The bane of many high school students’ existence, the SAT test, will be moving to an all digital format starting in 2024, the College Board said in a release Tuesday.

The move comes after a trial run for the digital test experience in November of 2021. That run, prompted — of course — by the COVID-19 pandemic, proved to be wildly successful. Of the students who took the trial digital test, 80 percent said they thought it was less stressful. And even more pronounced, 100 percent of educators said they had a positive experience with the new SAT test in digital form. The tests will still be administered on site for most schools, but students will be allowed to use their own devices, or can use devices provided by the schools.

“The digital SAT will be easier to take, easier to give, and more relevant,” said Priscilla Rodriguez, vice president of College Readiness Assessments at College Board. “We’re not simply putting the current SAT on a digital platform—we’re taking full advantage of what delivering an assessment digitally makes possible. With input from educators and students, we are adapting to ensure we continue to meet their evolving needs.

The SAT test is commonly used as a metric for college acceptance for many students. That’s been useful for many students, but has drawn the ire of many in the education community, as some students are shown to not test well given the format, regardless of educational ability.

“In a largely test-optional world, the SAT is a lower-stakes test in college admissions. Submitting a score is optional for every type of college, and we want the SAT to be the best possible option for students. The SAT allows every student—regardless of where they go to high school—to be seen and to access opportunities that will shape their lives and careers,” Rodriguez said. “I am one of those students. I’m a first-generation American, the child of immigrants who came to the U.S. with limited financial resources, and I know how the SAT Suite of Assessments opened doors to colleges, scholarships, and educational opportunities that I otherwise never would have known about or had access to. We want to keep those same doors of opportunity open for all students.”

Along with the transition to the digital form, the SAT will have a number of other changes that are designed to help students and educators:

  • Shorter Test Times

    Previously the entire process was about 3 hours for most students. The new test is shortened to about 2 hours, the College Board said.

    “Among the changes: the digital SAT will be shorter—about two hours instead of three for the current SAT, with more time per question.”

  • Shorter Reading Passages

    With a shorter test time period comes shorter reading passages as well. Now, the passages will be shorter and will have just one question tied to each of them.

    The digital test will feature shorter reading passages with one question tied to each, and passages will reflect a wider range of topics that represent the works students read in college.”

  • Calculators Now Allowed in Math Section

    Previously, the test allowed calculators only in some portions. Now, they can be used the whole time, reflecting the likelihood of how students will apply math in the real world.


  • Scores Will Come Back Faster

    Scores used to take weeks to come back, and that could make using them on college applications quite difficult.

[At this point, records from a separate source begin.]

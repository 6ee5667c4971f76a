//! Commands every shell knows without registration by the host.

use crate::command::CommandSignature;
use crate::config::ShellConfig;
use crate::registry::CommandRegistry;
use std::io::{self, Write};

const HELP_NAME: &str = "help";

/// Signature of the built-in help command.
pub(crate) fn help_signature() -> CommandSignature {
    CommandSignature::new(HELP_NAME)
        .expect("help is a valid command name")
        .with_description("The help command, displays this message.")
        .show_arg_help_when_empty(false)
}

/// Lists every registered command with its arguments, then the exit aliases.
pub(crate) fn render_help(
    registry: &CommandRegistry,
    config: &ShellConfig,
    out: &mut dyn Write,
) -> io::Result<()> {
    let missing = if config.help_ignore_no_description {
        ""
    } else {
        "No description provided."
    };

    writeln!(out, "Help :")?;
    for signature in registry.signatures() {
        writeln!(
            out,
            "- {} : {}",
            signature.name(),
            signature.description().unwrap_or(missing)
        )?;

        if signature.required_args().is_empty() {
            if signature.shows_arg_help_when_empty() {
                writeln!(out, "\tThis function does not require any arguments.")?;
            }
        } else {
            for arg in signature.required_args() {
                let description = arg.description.as_deref().unwrap_or(missing);
                writeln!(out, "\t{} : {}", arg.name, description)?;
            }
        }

        if signature.optional_args().is_empty() {
            if signature.shows_arg_help_when_empty() {
                writeln!(out, "\tThis function does not have any optional arguments.")?;
            }
        } else {
            for arg in signature.optional_args() {
                let description = arg.description.as_deref().unwrap_or("No description provided");
                writeln!(out, "\t{} : {}", arg.name, description)?;
            }
        }
    }

    writeln!(out, "Commands to exit the console :")?;
    for alias in &config.exit_aliases {
        writeln!(out, "- {}", alias)?;
    }
    Ok(())
}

Now, the College Board says they’ll be back in just days.

  • Tests Can Be Taken on Any Compatible Device

    “With the transition to digital tests, College Board is working to address inequities in access to technology. Students will be able to use their own device (laptop or tablet) or a school issued device. If students don’t have a device to use, College Board will provide one for use on test day. If a student loses connectivity or power, the digital SAT has been designed to ensure they won’t lose their work or time while they reconnect.”